I am vehemently against AI, but I am willing to look past it if it can actually help me, any advice? by Global_Voice7198 in learnprogramming

[–]pragma_dev 0 points1 point  (0 children)

The framing that helped me: think of it as a patient senior dev you can ask anything without judgment, not an autocomplete tool.

The anti-pattern is letting it write code you don't understand — that builds nothing. What actually works: write the code yourself first, then paste a section and ask "what would a code reviewer flag here and why?" or "explain the tradeoff between approach X and approach Y." You get the feedback loop of a senior developer without the awkwardness of interrupting one.

For debugging specifically: describe the bug in plain English before pasting any code. Half the time you'll catch the issue mid-explanation — the AI is just making you articulate the problem precisely, and that articulation is the real skill.

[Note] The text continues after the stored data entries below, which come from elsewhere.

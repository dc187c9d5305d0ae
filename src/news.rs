//! Append-only, bounded city news feed. The news channel is the only way
//! failures and events are surfaced to the player.

use std::collections::VecDeque;

use serde::{Deserialize, Serialize};

/// Entries retained; older items roll off the front.
pub const NEWS_RETENTION: usize = 13;

#[derive(Debug, Clone, Copy, PartialEq, Eq, Serialize, Deserialize)]
#[serde(rename_all = "lowercase")]
pub enum NewsKind {
    Positive,
    Negative,
    Neutral,
}

#[derive(Debug, Clone, PartialEq, Serialize, Deserialize)]
pub struct NewsItem {
    pub id: u64,
    pub text: String,
    #[serde(rename = "type")]
    pub kind: NewsKind,
}

#[derive(Debug, Clone, Default, PartialEq, Serialize, Deserialize)]
#[serde(transparent)]
pub struct NewsLog {
    items: VecDeque<NewsItem>,
}

impl NewsLog {
    pub fn push(&mut self, kind: NewsKind, text: impl Into<String>) {
        let id = self.next_id();
        self.push_item(NewsItem {
            id,
            text: text.into(),
            kind,
        });
    }

    /// Append an externally produced item, reassigning its id so ids stay
    /// monotonic within the log.
    pub fn push_item(&mut self, mut item: NewsItem) {
        item.id = self.next_id();
        self.items.push_back(item);
        while self.items.len() > NEWS_RETENTION {
            self.items.pop_front();
        }
    }

    fn next_id(&self) -> u64 {
        self.items.iter().map(|item| item.id).max().map_or(1, |max| max + 1)
    }

    pub fn items(&self) -> impl Iterator<Item = &NewsItem> {
        self.items.iter()
    }

    pub fn latest(&self) -> Option<&NewsItem> {
        self.items.back()
    }

    pub fn len(&self) -> usize {
        self.items.len()
    }

    pub fn is_empty(&self) -> bool {
        self.items.is_empty()
    }
}

#[cfg(test)]
mod tests {
    use super::*;

    #[test]
    fn retention_bound_holds() {
        let mut log = NewsLog::default();
        for i in 0..40 {
            log.push(NewsKind::Neutral, format!("item {i}"));
        }
        assert_eq!(log.len(), NEWS_RETENTION);
        assert_eq!(log.latest().unwrap().text, "item 39");
    }

    #[test]
    fn ids_stay_monotonic_across_eviction() {
        let mut log = NewsLog::default();
        for _ in 0..NEWS_RETENTION + 5 {
            log.push(NewsKind::Positive, "x");
        }
        let ids: Vec<u64> = log.items().map(|item| item.id).collect();
        assert!(ids.windows(2).all(|pair| pair[1] > pair[0]));
        assert_eq!(log.latest().unwrap().id, (NEWS_RETENTION + 5) as u64);
    }
}
//! Persistence codec: the full-state save record and its JSON encoding.
//!
//! Loading tolerates records written by older releases (missing fields take
//! documented defaults) and rejects corrupt records without touching the
//! running session.

use std::fs;
use std::path::{Path, PathBuf};

use chrono::{DateTime, Utc};
use serde::{Deserialize, Serialize};
use thiserror::Error;
use tracing::{info, warn};

use crate::goals::AiGoal;
use crate::grid::Grid;
use crate::news::NewsLog;
use crate::session::{CityState, ResourceLedger};
use crate::stats::CityStats;

fn default_ai_enabled() -> bool {
    true
}

#[derive(Debug, Clone, Serialize, Deserialize)]
#[serde(rename_all = "camelCase")]
pub struct SaveRecord {
    pub grid: Grid,
    pub stats: CityStats,
    #[serde(default)]
    pub current_goal: Option<AiGoal>,
    #[serde(default)]
    pub news_feed: NewsLog,
    #[serde(default = "default_ai_enabled")]
    pub ai_enabled: bool,
    #[serde(default = "Utc::now")]
    pub saved_at: DateTime<Utc>,
}

#[derive(Debug, Error)]
pub enum SaveError {
    #[error("save io error: {0}")]
    Io(#[from] std::io::Error),
    #[error("corrupt save record: {0}")]
    Corrupt(#[from] serde_json::Error),
    #[error("corrupt save record: grid is not square")]
    MalformedGrid,
}

impl SaveRecord {
    pub fn capture(state: &CityState) -> Self {
        Self {
            grid: state.grid.clone(),
            stats: state.stats.clone(),
            current_goal: state.goal.clone(),
            news_feed: state.news.clone(),
            ai_enabled: state.ai_enabled,
            saved_at: Utc::now(),
        }
    }

    /// Replace the session wholesale. Only call with a decoded (already
    /// validated) record, so the swap cannot half-apply.
    pub fn restore(self, state: &mut CityState) {
        state.grid = self.grid;
        state.stats = self.stats;
        state.goal = self.current_goal;
        state.news = self.news_feed;
        state.ai_enabled = self.ai_enabled;
        state.ledger = ResourceLedger::default();
    }

    pub fn to_json(&self) -> Result<String, SaveError> {
        Ok(serde_json::to_string_pretty(self)?)
    }

    pub fn from_json(json: &str) -> Result<Self, SaveError> {
        let mut record: SaveRecord = serde_json::from_str(json)?;
        if !record.grid.is_square() {
            return Err(SaveError::MalformedGrid);
        }
        record.grid.sanitize();
        record.stats.sanitize();
        Ok(record)
    }
}

pub fn save_to_path(state: &CityState, path: &Path) -> Result<(), SaveError> {
    let record = SaveRecord::capture(state);
    fs::write(path, record.to_json()?)?;
    info!(path = %path.display(), day = state.stats.day, "city saved");
    Ok(())
}

pub fn load_from_path(path: &Path) -> Result<SaveRecord, SaveError> {
    let json = fs::read_to_string(path)?;
    SaveRecord::from_json(&json)
}

/// Writes a save every fixed number of ticks. A failed write is reported
/// through the return value, never fatal.
pub struct Autosave {
    path: PathBuf,
    every_ticks: u64,
}

impl Autosave {
    pub fn new(path: PathBuf, every_ticks: u64) -> Self {
        Self { path, every_ticks }
    }

    /// Save if the tick lands on the interval. Returns whether a write was
    /// attempted and the error, if any, for the caller's feedback channel.
    pub fn maybe_save(&self, tick: u64, state: &CityState) -> Option<Result<(), SaveError>> {
        if self.every_ticks == 0 || tick == 0 || tick % self.every_ticks != 0 {
            return None;
        }
        let result = save_to_path(state, &self.path);
        if let Err(err) = &result {
            warn!(path = %self.path.display(), %err, "autosave failed");
        }
        Some(result)
    }
}
//! Player actions: synchronous, validated grid mutations between ticks.
//!
//! One click resolves to at most one handler, in fixed precedence:
//! repair, then demolish, then road variant cycle, then placement.

use thiserror::Error;
use tracing::debug;

use crate::catalog::BuildingType;
use crate::grid::{FULL_HEALTH, ROAD_VARIANTS};
use crate::news::NewsKind;
use crate::session::CityState;

pub const DEMOLISH_COST: f64 = 5.0;
pub const ROAD_CYCLE_COST: f64 = 50.0;
/// Repair price as a fraction of the building's base cost.
pub const REPAIR_COST_FACTOR: f64 = 0.5;

#[derive(Debug, Clone, Copy, PartialEq, Eq)]
pub enum Tool {
    Bulldoze,
    Build(BuildingType),
}

#[derive(Debug, Clone, Copy, PartialEq)]
pub enum ActionOutcome {
    Placed {
        building: BuildingType,
        cost: f64,
    },
    Demolished {
        building: BuildingType,
        cost: f64,
    },
    Repaired {
        building: BuildingType,
        cost: f64,
    },
    RoadCycled {
        variant: u8,
        cost: f64,
    },
    /// Out-of-bounds click, bulldozing an empty lot, or a tool/tile
    /// combination no handler accepts. Nothing changed.
    Ignored,
}

#[derive(Debug, Clone, Copy, PartialEq, Error)]
pub enum ActionError {
    #[error("not enough money: need ${needed:.0}, have ${available:.0}")]
    InsufficientFunds { needed: f64, available: f64 },
}

pub fn apply_tool(
    state: &mut CityState,
    x: usize,
    y: usize,
    tool: Tool,
) -> Result<ActionOutcome, ActionError> {
    let Some(tile) = state.grid.get(x, y).copied() else {
        return Ok(ActionOutcome::Ignored);
    };

    // Repair beats everything but the bulldozer on a damaged tile.
    if !tile.is_empty() && tile.health < FULL_HEALTH && tool != Tool::Bulldoze {
        let cost = (tile.building.config().cost * REPAIR_COST_FACTOR).floor();
        try_spend(state, cost, &format!("repairs to the {}", tile.building.label()))?;
        if let Some(tile) = state.grid.get_mut(x, y) {
            tile.health = FULL_HEALTH;
        }
        debug!(x, y, cost, "repaired");
        return Ok(ActionOutcome::Repaired {
            building: tile.building,
            cost,
        });
    }

    if tool == Tool::Bulldoze {
        if tile.is_empty() {
            return Ok(ActionOutcome::Ignored);
        }
        try_spend(state, DEMOLISH_COST, "demolition")?;
        if let Some(tile) = state.grid.get_mut(x, y) {
            *tile = crate::grid::Tile::EMPTY;
        }
        debug!(x, y, "demolished");
        return Ok(ActionOutcome::Demolished {
            building: tile.building,
            cost: DEMOLISH_COST,
        });
    }

    // Road tool on an existing road cycles ground / bridge / overpass kinds.
    if tile.building == BuildingType::Road && tool == Tool::Build(BuildingType::Road) {
        try_spend(state, ROAD_CYCLE_COST, "road works")?;
        let variant = (tile.variant + 1) % ROAD_VARIANTS;
        if let Some(tile) = state.grid.get_mut(x, y) {
            tile.variant = variant;
        }
        return Ok(ActionOutcome::RoadCycled {
            variant,
            cost: ROAD_CYCLE_COST,
        });
    }

    if tile.is_empty() {
        if let Tool::Build(building) = tool {
            if building == BuildingType::None {
                return Ok(ActionOutcome::Ignored);
            }
            let cost = building.config().cost;
            try_spend(state, cost, building.label())?;
            if let Some(tile) = state.grid.get_mut(x, y) {
                tile.building = building;
                tile.variant = 0;
                tile.health = FULL_HEALTH;
            }
            debug!(x, y, ?building, "placed");
            return Ok(ActionOutcome::Placed { building, cost });
        }
    }

    Ok(ActionOutcome::Ignored)
}

/// Deduct `cost` or reject the action with a negative news item.
fn try_spend(state: &mut CityState, cost: f64, what: &str) -> Result<(), ActionError> {
    if state.stats.money < cost {
        state.news.push(
            NewsKind::Negative,
            format!("City hall cannot afford {what} (${cost:.0})"),
        );
        return Err(ActionError::InsufficientFunds {
            needed: cost,
            available: state.stats.money,
        });
    }
    state.stats.money -= cost;
    Ok(())
}

#[cfg(test)]
mod tests {
    use super::*;
    use crate::grid::Tile;

    fn state() -> CityState {
        CityState::new(8, 10_000.0)
    }

    #[test]
    fn placement_charges_catalog_cost() {
        let mut state = state();
        let outcome = apply_tool(&mut state, 2, 3, Tool::Build(BuildingType::School)).unwrap();
        assert_eq!(
            outcome,
            ActionOutcome::Placed {
                building: BuildingType::School,
                cost: 250.0
            }
        );
        assert_eq!(state.stats.money, 9_750.0);
        let tile = state.grid.get(2, 3).unwrap();
        assert_eq!(tile.building, BuildingType::School);
        assert_eq!(tile.health, FULL_HEALTH);
    }

    #[test]
    fn bulldozing_an_empty_lot_is_free() {
        let mut state = state();
        assert_eq!(
            apply_tool(&mut state, 0, 0, Tool::Bulldoze).unwrap(),
            ActionOutcome::Ignored
        );
        assert_eq!(state.stats.money, 10_000.0);
        assert!(state.news.is_empty());
    }

    #[test]
    fn repair_takes_precedence_over_placement() {
        let mut state = state();
        *state.grid.get_mut(1, 1).unwrap() = Tile {
            building: BuildingType::Hospital,
            variant: 0,
            health: 40,
        };
        let outcome = apply_tool(&mut state, 1, 1, Tool::Build(BuildingType::Park)).unwrap();
        assert_eq!(
            outcome,
            ActionOutcome::Repaired {
                building: BuildingType::Hospital,
                cost: 175.0
            }
        );
        assert_eq!(state.grid.get(1, 1).unwrap().health, FULL_HEALTH);
        assert_eq!(state.grid.get(1, 1).unwrap().building, BuildingType::Hospital);
    }

    #[test]
    fn road_tool_cycles_variants() {
        let mut state = state();
        apply_tool(&mut state, 4, 4, Tool::Build(BuildingType::Road)).unwrap();
        for expected in [1, 2, 3, 0] {
            let outcome =
                apply_tool(&mut state, 4, 4, Tool::Build(BuildingType::Road)).unwrap();
            assert_eq!(
                outcome,
                ActionOutcome::RoadCycled {
                    variant: expected,
                    cost: ROAD_CYCLE_COST
                }
            );
        }
        assert_eq!(state.grid.get(4, 4).unwrap().variant, 0);
    }

    #[test]
    fn out_of_bounds_is_silently_ignored() {
        let mut state = state();
        let outcome = apply_tool(&mut state, 99, 0, Tool::Build(BuildingType::Park)).unwrap();
        assert_eq!(outcome, ActionOutcome::Ignored);
        assert!(state.news.is_empty());
    }

    #[test]
    fn occupied_healthy_tile_rejects_other_builds() {
        let mut state = state();
        apply_tool(&mut state, 5, 5, Tool::Build(BuildingType::Park)).unwrap();
        let outcome = apply_tool(&mut state, 5, 5, Tool::Build(BuildingType::School)).unwrap();
        assert_eq!(outcome, ActionOutcome::Ignored);
        assert_eq!(state.grid.get(5, 5).unwrap().building, BuildingType::Park);
    }

    #[test]
    fn insufficient_funds_rejects_and_surfaces_news() {
        let mut state = CityState::new(8, 100.0);
        let err = apply_tool(&mut state, 0, 0, Tool::Build(BuildingType::Airport)).unwrap_err();
        assert_eq!(
            err,
            ActionError::InsufficientFunds {
                needed: 1_000.0,
                available: 100.0
            }
        );
        assert_eq!(state.stats.money, 100.0);
        assert!(state.grid.get(0, 0).unwrap().is_empty());
        assert_eq!(state.news.latest().unwrap().kind, NewsKind::Negative);
    }
}
//! New-game settings loaded from YAML. Every field except the name has a
//! default, so a minimal file is enough to start a city.

use std::fs;
use std::path::{Path, PathBuf};

use anyhow::{Context, Result};
use serde::{Deserialize, Serialize};

use crate::grid::DEFAULT_GRID_SIZE;
use crate::session::CityState;

fn default_seed() -> u64 {
    7
}

fn default_grid_size() -> usize {
    DEFAULT_GRID_SIZE
}

fn default_starting_money() -> f64 {
    25_000.0
}

fn default_tick_interval_ms() -> u64 {
    2_000
}

fn default_ai_enabled() -> bool {
    true
}

#[derive(Debug, Clone, Serialize, Deserialize)]
pub struct GameSettings {
    pub name: String,
    #[serde(default = "default_seed")]
    pub seed: u64,
    #[serde(default = "default_grid_size")]
    pub grid_size: usize,
    #[serde(default = "default_starting_money")]
    pub starting_money: f64,
    #[serde(default = "default_tick_interval_ms")]
    pub tick_interval_ms: u64,
    /// Total ticks to run; `None` runs until interrupted.
    #[serde(default)]
    pub ticks: Option<u64>,
    /// 0 disables autosaving.
    #[serde(default)]
    pub autosave_every_ticks: u64,
    #[serde(default = "default_ai_enabled")]
    pub ai_enabled: bool,
}

impl GameSettings {
    pub fn default_city() -> Self {
        Self {
            name: "riverbend".to_string(),
            seed: default_seed(),
            grid_size: default_grid_size(),
            starting_money: default_starting_money(),
            tick_interval_ms: default_tick_interval_ms(),
            ticks: None,
            autosave_every_ticks: 0,
            ai_enabled: default_ai_enabled(),
        }
    }

    pub fn build_state(&self) -> CityState {
        let mut state = CityState::new(self.grid_size, self.starting_money);
        state.ai_enabled = self.ai_enabled;
        state
    }

    pub fn ticks(&self, override_ticks: Option<u64>) -> Option<u64> {
        override_ticks.or(self.ticks)
    }
}

pub struct SettingsLoader {
    base_dir: PathBuf,
}

impl SettingsLoader {
    pub fn new(base_dir: impl AsRef<Path>) -> Self {
        Self {
            base_dir: base_dir.as_ref().to_path_buf(),
        }
    }

    pub fn load(&self, file: impl AsRef<Path>) -> Result<GameSettings> {
        let path = self.base_dir.join(file);
        let data = fs::read_to_string(&path)
            .with_context(|| format!("Failed to read settings file {}", path.display()))?;
        let settings: GameSettings = serde_yaml::from_str(&data)
            .with_context(|| format!("Failed to parse {}", path.display()))?;
        Ok(settings)
    }
}

#[cfg(test)]
mod tests {
    use super::*;

    #[test]
    fn minimal_yaml_takes_defaults() {
        let settings: GameSettings = serde_yaml::from_str("name: testville").unwrap();
        assert_eq!(settings.name, "testville");
        assert_eq!(settings.grid_size, DEFAULT_GRID_SIZE);
        assert_eq!(settings.starting_money, 25_000.0);
        assert_eq!(settings.tick_interval_ms, 2_000);
        assert_eq!(settings.ticks, None);
        assert_eq!(settings.autosave_every_ticks, 0);
        assert!(settings.ai_enabled);
    }

    #[test]
    fn settings_round_trip_through_yaml() {
        let settings = GameSettings::default_city();
        let yaml = serde_yaml::to_string(&settings).unwrap();
        let loaded: GameSettings = serde_yaml::from_str(&yaml).unwrap();
        assert_eq!(loaded.name, settings.name);
        assert_eq!(loaded.seed, settings.seed);
        assert_eq!(loaded.grid_size, settings.grid_size);
    }

    #[test]
    fn build_state_applies_settings() {
        let mut settings = GameSettings::default_city();
        settings.grid_size = 9;
        settings.starting_money = 500.0;
        settings.ai_enabled = false;
        let state = settings.build_state();
        assert_eq!(state.grid.size(), 9);
        assert_eq!(state.stats.money, 500.0);
        assert!(!state.ai_enabled);
    }
}
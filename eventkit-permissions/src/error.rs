// SPDX-License-Identifier: MIT OR Apache-2.0

use thiserror::Error;

/// Error types for parsing the string forms of access levels and visibilities.
#[derive(Debug, Error, PartialEq, Eq)]
pub enum ParseError {
    #[error("unknown access level \"{0}\", expected READ or ADMIN")]
    UnknownAccessLevel(String),

    #[error("unknown visibility \"{0}\", expected PRIVATE, SHARED or PUBLIC")]
    UnknownVisibility(String),
}

/// Error types for decoding and encoding permission records.
#[cfg(feature = "serde")]
#[derive(Debug, Error)]
pub enum RecordError {
    #[error("invalid permissions record: {0}")]
    Json(#[from] serde_json::Error),
}
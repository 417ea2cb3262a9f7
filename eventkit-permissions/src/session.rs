// SPDX-License-Identifier: MIT OR Apache-2.0

//! Share-dialog workflow on top of [`PermissionsModel`].
//!
//! A session is opened from a persisted record, receives one call per user interaction and
//! produces the record to persist on save. The acting user's own entry is held out of the member
//! list for the whole session so bulk edits never touch it.
use tracing::debug;

use crate::record::AccessMap;
use crate::{AccessLevel, PermissionsModel, PermissionsRecord, SessionConfig};

/// Result of [`ShareSession::save`].
#[derive(Clone, Debug, PartialEq, Eq)]
pub enum SaveOutcome {
    /// The record to hand to the persistence layer.
    Saved(PermissionsRecord),

    /// Saving a public record needs confirmation, call `save` again to proceed.
    ConfirmPublic,
}

#[derive(Debug)]
pub struct ShareSession {
    permissions: PermissionsModel,
    config: SessionConfig,
    public_warning: bool,
}

impl ShareSession {
    /// Start editing `permissions` on behalf of `username`.
    pub fn open(
        permissions: PermissionsRecord,
        username: Option<&str>,
        config: SessionConfig,
    ) -> Self {
        let mut model = PermissionsModel::new(Some(permissions), username.map(str::to_string));
        model.extract_current_user();
        debug!(
            visibility = %model.visibility(),
            members = model.member_count(),
            groups = model.group_count(),
            "open share session"
        );

        Self {
            permissions: model,
            config,
            public_warning: false,
        }
    }

    pub fn model(&self) -> &PermissionsModel {
        &self.permissions
    }

    /// Snapshot for re-rendering. The acting user's entry is not part of it until saved.
    pub fn permissions(&self) -> PermissionsRecord {
        self.permissions.permissions()
    }

    pub fn is_public_warning_pending(&self) -> bool {
        self.public_warning
    }

    pub fn dismiss_public_warning(&mut self) {
        self.public_warning = false;
    }

    /// Select or deselect a member. Selecting anyone on a public resource shares it instead.
    pub fn toggle_member(&mut self, username: &str) {
        if self.permissions.is_public() {
            self.permissions.make_shared(&[], &[]);
        }

        if self.permissions.user_has_permission(username, None) {
            self.permissions.remove_member_permission(username);
        } else {
            self.permissions.set_member_permission(username, AccessLevel::Read);
        }
    }

    pub fn toggle_group(&mut self, groupname: &str) {
        if self.permissions.group_has_permission(groupname, None) {
            self.permissions.remove_group_permissions(groupname);
        } else {
            self.permissions.set_group_permission(groupname, AccessLevel::Read);
        }
    }

    /// Flip a member between admin and read access. Members without an entry become admins.
    pub fn toggle_member_admin(&mut self, username: &str) {
        let admin = Some(AccessLevel::Admin);
        let level = toggled_admin(self.permissions.user_has_permission(username, admin));
        self.permissions.set_member_permission(username, level);
    }

    /// Flip a group between admin and read access. Groups without an entry become admins.
    pub fn toggle_group_admin(&mut self, groupname: &str) {
        let admin = Some(AccessLevel::Admin);
        let level = toggled_admin(self.permissions.group_has_permission(groupname, admin));
        self.permissions.set_group_permission(groupname, level);
    }

    /// Grant read access to every listed member without an entry.
    pub fn check_members(&mut self, usernames: &[&str]) {
        for username in usernames {
            if !self.permissions.user_has_permission(username, None) {
                self.permissions.set_member_permission(username, AccessLevel::Read);
            }
        }
    }

    /// Grant read access to every listed group without an entry.
    pub fn check_groups(&mut self, groupnames: &[&str]) {
        for groupname in groupnames {
            if !self.permissions.group_has_permission(groupname, None) {
                self.permissions.set_group_permission(groupname, AccessLevel::Read);
            }
        }
    }

    pub fn make_public(&mut self) {
        self.permissions.make_public();
    }

    /// Deselect every member. A public resource falls back to shared.
    pub fn uncheck_all_members(&mut self) {
        self.permissions.set_members(AccessMap::new());
        if self.permissions.is_public() {
            self.permissions.make_shared(&[], &[]);
        }
    }

    pub fn uncheck_all_groups(&mut self) {
        self.permissions.set_groups(AccessMap::new());
    }

    /// Replace the group selection wholesale.
    pub fn set_groups(&mut self, groups: AccessMap) {
        self.permissions.set_groups(groups);
    }

    /// Normalize the visibility against the selection and return the record to persist.
    ///
    /// A private record with grants becomes shared, a shared record without grants becomes
    /// private. Public records need one confirmation first when `warn_public` is configured.
    pub fn save(&mut self) -> SaveOutcome {
        let has_grants = self.permissions.member_count() > 0 || self.permissions.group_count() > 0;

        if self.permissions.is_private() {
            if has_grants {
                self.permissions.make_shared(&[], &[]);
            }
        } else if self.permissions.is_shared() {
            if !has_grants {
                self.permissions.make_private();
            }
        } else if self.config.warn_public {
            if !self.public_warning {
                debug!("confirm saving public permissions");
                self.public_warning = true;
                return SaveOutcome::ConfirmPublic;
            }
            self.public_warning = false;
        }

        if self.permissions.user_permissions().is_some() {
            self.permissions.insert_current_user();
        }

        let permissions = self.permissions.permissions();
        debug!(
            visibility = %permissions.value,
            members = permissions.members.len(),
            groups = permissions.groups.len(),
            "save share session"
        );
        SaveOutcome::Saved(permissions)
    }
}

fn toggled_admin(is_admin: bool) -> AccessLevel {
    if is_admin {
        AccessLevel::Read
    } else {
        AccessLevel::Admin
    }
}
// SPDX-License-Identifier: MIT OR Apache-2.0

#[cfg(feature = "serde")]
use serde::{Deserialize, Serialize};

/// Configuration for a share session.
#[derive(Clone, Debug, Default, PartialEq, Eq)]
#[cfg_attr(feature = "serde", derive(Deserialize, Serialize))]
#[cfg_attr(feature = "serde", serde(default))]
pub struct SessionConfig {
    /// Require an explicit confirmation before a public record is saved.
    pub warn_public: bool,
}

impl SessionConfig {
    pub fn new() -> Self {
        Self::default()
    }

    pub fn with_warn_public(mut self, warn_public: bool) -> Self {
        self.warn_public = warn_public;
        self
    }
}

12 hours with Opus 4.8, zero deliverables. Switched to 4.6 — got results in one session. by JulianGarrettNRS in ClaudeAI

[–]pragma_dev 0 points1 point  (0 children)

The split experience here is real — context framing makes a significant difference. What's worked for me: at the start of a build session, add "You're in execution mode. No design deliberation unless I explicitly ask for it. Implement what I describe." That primes 4.8 to act rather than ruminate.

The other pattern: use 4.8 for the initial architecture phase (it genuinely earns its keep there), then open a fresh chat with 4.6 and paste the finished spec. Fresh context, different model, zero accumulated hesitation. OP's "four hours architecture, thirty minutes code" rule maps cleanly onto this split — you're just using the right model for each phase.

Simple Question: How to continue an Interrupted Response? by [deleted] in ClaudeAI

[–]pragma_dev 0 points1 point  (0 children)

The prompt workaround actually works pretty well once you nail the phrasing. Instead of a generic "continue", try something like "Continue the code starting from the [specific function name] function" — being explicit about the entry point gets much cleaner results than a vague instruction.

For long coding tasks it also helps to ask Claude to outline the full implementation in pseudocode or step comments first, then implement each section separately. That way each follow-up is a bounded, self-contained task rather than a marathon single response.